TASK DETAILS: A complete answer lists every line of the entries below where the string "NaiveDate" appears.

DATA:
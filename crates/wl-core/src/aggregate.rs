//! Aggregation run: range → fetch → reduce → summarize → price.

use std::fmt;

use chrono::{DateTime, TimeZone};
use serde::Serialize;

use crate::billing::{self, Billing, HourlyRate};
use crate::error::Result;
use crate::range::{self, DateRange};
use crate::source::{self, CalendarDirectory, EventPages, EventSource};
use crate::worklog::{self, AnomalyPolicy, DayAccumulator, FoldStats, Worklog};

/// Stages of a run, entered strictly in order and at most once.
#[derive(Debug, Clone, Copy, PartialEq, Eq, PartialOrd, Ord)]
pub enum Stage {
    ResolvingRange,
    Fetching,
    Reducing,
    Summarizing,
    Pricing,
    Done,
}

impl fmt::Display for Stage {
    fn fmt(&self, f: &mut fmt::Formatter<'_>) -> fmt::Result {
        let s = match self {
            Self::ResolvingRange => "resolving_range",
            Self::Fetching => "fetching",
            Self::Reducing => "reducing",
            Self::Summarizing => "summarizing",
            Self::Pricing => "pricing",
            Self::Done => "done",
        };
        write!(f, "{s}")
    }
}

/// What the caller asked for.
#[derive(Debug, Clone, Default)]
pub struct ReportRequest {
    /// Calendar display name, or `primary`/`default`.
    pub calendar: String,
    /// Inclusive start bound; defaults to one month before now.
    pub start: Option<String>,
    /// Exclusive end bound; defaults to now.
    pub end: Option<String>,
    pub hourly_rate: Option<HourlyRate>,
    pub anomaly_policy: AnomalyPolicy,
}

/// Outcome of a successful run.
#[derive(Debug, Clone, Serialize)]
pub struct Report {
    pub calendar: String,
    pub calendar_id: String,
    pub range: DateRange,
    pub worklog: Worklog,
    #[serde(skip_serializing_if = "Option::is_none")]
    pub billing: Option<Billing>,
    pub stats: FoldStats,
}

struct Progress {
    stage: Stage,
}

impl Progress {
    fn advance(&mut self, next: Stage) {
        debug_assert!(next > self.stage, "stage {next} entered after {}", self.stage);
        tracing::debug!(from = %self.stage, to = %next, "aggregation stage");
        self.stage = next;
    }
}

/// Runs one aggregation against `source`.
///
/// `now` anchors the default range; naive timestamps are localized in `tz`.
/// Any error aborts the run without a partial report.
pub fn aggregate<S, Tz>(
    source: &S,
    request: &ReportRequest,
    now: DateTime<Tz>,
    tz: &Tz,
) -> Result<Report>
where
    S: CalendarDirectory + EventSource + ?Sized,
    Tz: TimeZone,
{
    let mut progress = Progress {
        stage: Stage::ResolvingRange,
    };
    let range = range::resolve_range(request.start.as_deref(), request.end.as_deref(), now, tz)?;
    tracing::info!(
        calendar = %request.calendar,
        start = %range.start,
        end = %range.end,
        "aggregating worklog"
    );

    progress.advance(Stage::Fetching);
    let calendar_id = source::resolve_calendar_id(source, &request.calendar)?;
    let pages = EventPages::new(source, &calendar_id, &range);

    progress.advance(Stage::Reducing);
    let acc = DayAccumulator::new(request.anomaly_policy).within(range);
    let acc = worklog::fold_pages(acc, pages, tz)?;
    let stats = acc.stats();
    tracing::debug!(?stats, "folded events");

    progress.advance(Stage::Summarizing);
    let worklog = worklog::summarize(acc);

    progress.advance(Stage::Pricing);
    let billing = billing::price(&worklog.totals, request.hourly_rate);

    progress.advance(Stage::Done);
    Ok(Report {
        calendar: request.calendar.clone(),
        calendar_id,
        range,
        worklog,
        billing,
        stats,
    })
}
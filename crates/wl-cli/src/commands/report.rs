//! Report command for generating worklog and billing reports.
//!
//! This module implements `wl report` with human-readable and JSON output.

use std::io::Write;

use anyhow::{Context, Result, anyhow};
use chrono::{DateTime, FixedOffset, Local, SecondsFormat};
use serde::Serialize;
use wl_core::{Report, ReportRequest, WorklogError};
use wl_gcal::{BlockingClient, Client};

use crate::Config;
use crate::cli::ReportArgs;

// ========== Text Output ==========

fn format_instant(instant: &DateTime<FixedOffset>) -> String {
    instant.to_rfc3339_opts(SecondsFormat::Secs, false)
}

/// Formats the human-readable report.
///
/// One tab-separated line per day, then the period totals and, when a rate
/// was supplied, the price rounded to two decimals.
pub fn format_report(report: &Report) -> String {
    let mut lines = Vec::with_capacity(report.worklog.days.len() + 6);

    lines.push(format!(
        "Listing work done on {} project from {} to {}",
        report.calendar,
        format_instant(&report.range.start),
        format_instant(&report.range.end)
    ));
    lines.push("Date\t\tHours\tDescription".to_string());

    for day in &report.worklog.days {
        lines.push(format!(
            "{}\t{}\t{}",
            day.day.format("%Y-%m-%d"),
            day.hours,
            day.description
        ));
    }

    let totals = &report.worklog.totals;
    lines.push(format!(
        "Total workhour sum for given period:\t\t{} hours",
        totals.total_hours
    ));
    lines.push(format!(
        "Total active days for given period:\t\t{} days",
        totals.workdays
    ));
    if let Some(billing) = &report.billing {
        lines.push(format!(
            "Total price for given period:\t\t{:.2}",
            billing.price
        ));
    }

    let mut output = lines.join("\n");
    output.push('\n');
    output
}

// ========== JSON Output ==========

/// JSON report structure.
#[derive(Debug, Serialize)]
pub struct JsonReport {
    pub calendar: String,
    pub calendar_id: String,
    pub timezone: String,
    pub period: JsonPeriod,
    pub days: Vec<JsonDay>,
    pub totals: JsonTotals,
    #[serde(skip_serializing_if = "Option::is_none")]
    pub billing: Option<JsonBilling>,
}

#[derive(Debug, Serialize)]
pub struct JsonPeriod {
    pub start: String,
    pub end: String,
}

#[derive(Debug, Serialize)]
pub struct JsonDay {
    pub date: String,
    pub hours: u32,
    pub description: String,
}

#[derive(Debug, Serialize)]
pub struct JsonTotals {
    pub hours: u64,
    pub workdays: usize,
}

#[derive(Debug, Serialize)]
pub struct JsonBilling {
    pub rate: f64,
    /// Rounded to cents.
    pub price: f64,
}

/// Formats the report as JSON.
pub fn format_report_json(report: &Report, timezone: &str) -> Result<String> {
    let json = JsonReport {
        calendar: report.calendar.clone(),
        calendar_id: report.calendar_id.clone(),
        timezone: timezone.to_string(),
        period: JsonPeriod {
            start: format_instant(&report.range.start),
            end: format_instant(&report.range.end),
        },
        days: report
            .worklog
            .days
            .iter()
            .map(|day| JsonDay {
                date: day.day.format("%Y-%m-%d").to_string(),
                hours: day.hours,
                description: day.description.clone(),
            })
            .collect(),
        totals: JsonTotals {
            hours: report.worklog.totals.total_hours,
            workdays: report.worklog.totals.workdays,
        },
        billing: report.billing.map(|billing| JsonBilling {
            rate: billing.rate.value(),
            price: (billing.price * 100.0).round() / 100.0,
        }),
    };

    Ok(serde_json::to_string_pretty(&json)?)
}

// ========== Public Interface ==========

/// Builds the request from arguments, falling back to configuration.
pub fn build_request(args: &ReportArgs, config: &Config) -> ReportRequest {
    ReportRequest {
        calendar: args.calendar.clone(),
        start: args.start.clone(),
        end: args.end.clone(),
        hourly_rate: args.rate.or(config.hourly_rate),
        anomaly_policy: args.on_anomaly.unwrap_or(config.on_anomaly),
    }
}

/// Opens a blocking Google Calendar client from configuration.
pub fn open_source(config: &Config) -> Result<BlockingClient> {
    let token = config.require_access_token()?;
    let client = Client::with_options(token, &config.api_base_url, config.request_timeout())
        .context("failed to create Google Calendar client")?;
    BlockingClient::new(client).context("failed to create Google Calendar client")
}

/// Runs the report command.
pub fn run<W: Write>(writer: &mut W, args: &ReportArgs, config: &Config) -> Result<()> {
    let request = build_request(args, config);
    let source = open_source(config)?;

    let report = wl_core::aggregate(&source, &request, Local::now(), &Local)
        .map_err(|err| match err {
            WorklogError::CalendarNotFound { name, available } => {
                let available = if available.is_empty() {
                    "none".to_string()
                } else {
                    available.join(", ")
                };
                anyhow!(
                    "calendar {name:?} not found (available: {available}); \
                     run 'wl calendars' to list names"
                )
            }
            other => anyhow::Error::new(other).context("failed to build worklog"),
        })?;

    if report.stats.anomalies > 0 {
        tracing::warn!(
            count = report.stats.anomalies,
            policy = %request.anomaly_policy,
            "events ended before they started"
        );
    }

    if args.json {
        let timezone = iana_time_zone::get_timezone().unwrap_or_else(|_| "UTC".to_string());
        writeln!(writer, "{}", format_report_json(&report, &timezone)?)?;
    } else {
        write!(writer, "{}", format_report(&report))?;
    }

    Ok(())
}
* * *
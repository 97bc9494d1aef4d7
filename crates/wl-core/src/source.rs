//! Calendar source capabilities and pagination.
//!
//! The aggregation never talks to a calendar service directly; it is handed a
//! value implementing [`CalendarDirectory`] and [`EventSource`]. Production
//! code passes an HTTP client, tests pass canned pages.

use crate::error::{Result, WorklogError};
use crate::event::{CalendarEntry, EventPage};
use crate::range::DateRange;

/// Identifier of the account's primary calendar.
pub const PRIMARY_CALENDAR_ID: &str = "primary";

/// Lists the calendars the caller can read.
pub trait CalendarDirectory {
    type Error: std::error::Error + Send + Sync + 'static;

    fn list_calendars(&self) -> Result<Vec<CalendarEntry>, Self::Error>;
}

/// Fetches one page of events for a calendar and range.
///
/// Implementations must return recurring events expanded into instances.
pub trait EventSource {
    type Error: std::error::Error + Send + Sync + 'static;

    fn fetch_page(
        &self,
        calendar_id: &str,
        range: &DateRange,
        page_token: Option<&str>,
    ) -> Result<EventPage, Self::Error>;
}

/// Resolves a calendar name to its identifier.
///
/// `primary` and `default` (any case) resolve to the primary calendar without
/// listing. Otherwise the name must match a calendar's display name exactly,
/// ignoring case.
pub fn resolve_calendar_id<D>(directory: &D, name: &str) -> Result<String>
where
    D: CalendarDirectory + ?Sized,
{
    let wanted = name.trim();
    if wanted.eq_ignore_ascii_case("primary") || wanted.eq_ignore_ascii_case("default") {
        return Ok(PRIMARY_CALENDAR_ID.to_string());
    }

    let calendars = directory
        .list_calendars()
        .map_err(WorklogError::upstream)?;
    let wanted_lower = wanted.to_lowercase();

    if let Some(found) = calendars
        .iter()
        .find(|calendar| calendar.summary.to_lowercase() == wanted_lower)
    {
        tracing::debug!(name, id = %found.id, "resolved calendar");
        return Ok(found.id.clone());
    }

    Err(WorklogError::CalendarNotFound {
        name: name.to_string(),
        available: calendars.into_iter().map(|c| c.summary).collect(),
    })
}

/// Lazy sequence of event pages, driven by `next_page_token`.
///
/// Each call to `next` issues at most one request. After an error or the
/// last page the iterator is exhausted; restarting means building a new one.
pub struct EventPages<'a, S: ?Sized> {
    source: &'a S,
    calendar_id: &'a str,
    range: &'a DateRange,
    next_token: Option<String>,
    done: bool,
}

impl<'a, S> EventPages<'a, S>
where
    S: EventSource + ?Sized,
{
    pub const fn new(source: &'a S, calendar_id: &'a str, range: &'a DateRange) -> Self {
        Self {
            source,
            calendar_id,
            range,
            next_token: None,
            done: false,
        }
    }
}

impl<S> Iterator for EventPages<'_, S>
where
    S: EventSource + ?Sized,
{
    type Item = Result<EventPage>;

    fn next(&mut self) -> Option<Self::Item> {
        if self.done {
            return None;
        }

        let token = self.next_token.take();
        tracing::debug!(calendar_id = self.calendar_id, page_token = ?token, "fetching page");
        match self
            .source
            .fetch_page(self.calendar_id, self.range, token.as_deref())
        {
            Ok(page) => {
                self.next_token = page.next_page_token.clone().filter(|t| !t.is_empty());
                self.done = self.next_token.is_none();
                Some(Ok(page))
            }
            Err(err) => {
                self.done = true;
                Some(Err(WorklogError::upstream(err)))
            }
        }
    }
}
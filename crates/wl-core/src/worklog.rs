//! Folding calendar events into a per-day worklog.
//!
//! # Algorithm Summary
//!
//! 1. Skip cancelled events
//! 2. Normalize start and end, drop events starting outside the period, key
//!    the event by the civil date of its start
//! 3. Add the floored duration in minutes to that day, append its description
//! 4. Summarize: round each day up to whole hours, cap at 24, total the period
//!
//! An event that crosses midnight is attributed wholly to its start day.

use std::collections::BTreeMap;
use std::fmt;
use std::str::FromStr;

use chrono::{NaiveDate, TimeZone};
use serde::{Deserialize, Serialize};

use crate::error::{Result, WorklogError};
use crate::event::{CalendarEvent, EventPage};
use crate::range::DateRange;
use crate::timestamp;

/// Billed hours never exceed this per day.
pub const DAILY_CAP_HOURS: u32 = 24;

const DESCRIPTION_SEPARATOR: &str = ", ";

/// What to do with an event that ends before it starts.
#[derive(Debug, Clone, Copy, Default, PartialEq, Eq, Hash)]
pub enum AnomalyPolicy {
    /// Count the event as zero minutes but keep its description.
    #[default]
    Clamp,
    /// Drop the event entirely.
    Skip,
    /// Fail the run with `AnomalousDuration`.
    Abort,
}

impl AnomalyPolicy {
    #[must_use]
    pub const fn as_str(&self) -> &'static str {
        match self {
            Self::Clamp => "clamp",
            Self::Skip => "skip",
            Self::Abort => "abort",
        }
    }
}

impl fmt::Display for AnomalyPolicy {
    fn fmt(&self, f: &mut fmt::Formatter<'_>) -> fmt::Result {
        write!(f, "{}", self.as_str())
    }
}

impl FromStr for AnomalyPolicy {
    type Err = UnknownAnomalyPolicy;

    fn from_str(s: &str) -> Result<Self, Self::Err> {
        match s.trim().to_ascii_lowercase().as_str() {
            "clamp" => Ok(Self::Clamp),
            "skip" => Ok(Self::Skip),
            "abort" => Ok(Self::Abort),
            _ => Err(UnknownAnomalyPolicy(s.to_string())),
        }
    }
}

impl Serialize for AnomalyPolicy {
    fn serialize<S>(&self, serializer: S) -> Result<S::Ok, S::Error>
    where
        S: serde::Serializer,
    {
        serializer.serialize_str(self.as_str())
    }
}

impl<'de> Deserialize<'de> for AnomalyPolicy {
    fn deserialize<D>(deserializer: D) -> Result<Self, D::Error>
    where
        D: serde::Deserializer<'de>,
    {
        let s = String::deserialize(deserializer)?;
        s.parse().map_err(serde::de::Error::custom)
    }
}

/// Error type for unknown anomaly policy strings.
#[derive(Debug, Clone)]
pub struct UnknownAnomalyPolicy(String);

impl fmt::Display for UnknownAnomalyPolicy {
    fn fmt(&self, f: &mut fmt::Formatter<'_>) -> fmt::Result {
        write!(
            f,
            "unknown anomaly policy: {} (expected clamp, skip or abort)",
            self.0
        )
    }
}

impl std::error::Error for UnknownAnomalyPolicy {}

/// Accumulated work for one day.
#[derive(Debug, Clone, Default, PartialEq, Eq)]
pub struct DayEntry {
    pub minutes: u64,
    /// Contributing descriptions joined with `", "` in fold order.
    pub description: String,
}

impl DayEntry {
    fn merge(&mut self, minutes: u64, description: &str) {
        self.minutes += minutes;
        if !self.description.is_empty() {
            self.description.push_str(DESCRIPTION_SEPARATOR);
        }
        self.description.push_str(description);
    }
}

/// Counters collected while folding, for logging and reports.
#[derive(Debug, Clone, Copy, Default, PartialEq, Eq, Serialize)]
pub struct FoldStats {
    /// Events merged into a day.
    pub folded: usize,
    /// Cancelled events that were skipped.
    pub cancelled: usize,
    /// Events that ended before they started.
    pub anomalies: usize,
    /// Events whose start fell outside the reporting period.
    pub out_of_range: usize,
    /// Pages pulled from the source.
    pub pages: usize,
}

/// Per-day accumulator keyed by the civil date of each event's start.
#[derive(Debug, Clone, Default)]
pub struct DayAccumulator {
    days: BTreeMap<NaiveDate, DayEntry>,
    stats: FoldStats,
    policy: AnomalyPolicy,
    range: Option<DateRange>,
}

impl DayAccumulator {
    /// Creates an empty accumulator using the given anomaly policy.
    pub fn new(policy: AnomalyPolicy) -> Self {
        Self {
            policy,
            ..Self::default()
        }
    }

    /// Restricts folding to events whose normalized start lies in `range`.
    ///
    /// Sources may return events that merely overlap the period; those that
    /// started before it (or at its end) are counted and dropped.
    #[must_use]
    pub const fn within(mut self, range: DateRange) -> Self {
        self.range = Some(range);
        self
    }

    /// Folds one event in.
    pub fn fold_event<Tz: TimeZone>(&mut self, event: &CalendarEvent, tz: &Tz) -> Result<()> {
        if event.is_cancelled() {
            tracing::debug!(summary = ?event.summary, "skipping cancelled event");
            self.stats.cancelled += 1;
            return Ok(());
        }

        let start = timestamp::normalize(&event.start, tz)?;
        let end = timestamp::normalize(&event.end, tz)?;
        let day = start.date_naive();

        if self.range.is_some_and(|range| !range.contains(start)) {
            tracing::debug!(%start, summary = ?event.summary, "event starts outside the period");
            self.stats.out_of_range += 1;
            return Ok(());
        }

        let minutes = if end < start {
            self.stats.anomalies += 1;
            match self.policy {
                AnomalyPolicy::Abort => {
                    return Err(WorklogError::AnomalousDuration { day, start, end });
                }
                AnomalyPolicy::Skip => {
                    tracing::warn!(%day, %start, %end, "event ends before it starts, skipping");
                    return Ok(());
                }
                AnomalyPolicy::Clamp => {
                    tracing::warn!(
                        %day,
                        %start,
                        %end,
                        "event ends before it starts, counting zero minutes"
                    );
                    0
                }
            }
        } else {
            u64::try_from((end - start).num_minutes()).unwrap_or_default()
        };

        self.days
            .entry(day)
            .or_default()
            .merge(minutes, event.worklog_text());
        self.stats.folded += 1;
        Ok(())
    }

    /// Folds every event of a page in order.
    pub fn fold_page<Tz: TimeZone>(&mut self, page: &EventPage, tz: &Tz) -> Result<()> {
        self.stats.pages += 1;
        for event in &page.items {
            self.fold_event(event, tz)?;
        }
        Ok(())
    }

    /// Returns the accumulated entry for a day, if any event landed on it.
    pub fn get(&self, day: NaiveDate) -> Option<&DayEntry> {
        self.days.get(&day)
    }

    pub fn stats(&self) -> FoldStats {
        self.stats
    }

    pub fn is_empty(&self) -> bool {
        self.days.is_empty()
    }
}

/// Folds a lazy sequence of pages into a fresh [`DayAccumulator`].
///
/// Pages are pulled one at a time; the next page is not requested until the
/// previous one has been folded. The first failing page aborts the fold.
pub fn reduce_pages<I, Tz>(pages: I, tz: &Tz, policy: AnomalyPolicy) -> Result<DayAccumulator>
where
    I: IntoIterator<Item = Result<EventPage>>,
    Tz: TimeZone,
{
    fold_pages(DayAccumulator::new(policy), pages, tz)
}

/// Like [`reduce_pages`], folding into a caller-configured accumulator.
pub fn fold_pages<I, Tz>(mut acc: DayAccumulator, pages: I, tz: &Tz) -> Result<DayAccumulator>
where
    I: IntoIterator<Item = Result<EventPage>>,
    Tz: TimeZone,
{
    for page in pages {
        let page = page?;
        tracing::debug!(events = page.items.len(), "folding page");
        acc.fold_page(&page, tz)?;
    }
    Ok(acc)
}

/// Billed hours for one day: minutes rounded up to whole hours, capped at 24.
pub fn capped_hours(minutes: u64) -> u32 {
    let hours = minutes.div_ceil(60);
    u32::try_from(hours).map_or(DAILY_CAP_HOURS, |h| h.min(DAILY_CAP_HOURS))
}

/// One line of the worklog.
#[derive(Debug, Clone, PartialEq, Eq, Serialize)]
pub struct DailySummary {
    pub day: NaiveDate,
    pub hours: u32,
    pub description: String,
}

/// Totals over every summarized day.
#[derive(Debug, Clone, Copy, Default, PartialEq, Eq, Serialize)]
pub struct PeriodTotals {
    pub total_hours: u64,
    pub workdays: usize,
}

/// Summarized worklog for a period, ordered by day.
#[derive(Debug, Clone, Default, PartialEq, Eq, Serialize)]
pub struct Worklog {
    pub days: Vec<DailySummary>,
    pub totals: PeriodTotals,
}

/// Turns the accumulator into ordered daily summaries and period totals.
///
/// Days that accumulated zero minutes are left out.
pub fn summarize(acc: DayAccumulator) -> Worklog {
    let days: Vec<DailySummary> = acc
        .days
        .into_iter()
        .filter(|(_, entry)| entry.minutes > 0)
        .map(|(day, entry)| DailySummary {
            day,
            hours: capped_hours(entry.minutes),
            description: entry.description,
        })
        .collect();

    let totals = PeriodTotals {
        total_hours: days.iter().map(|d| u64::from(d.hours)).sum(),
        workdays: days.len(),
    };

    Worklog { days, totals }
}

THE COMPLETED TASK:
use chrono::{NaiveDate, TimeZone};
    days: BTreeMap<NaiveDate, DayEntry>,
    pub fn get(&self, day: NaiveDate) -> Option<&DayEntry> {
    pub day: NaiveDate,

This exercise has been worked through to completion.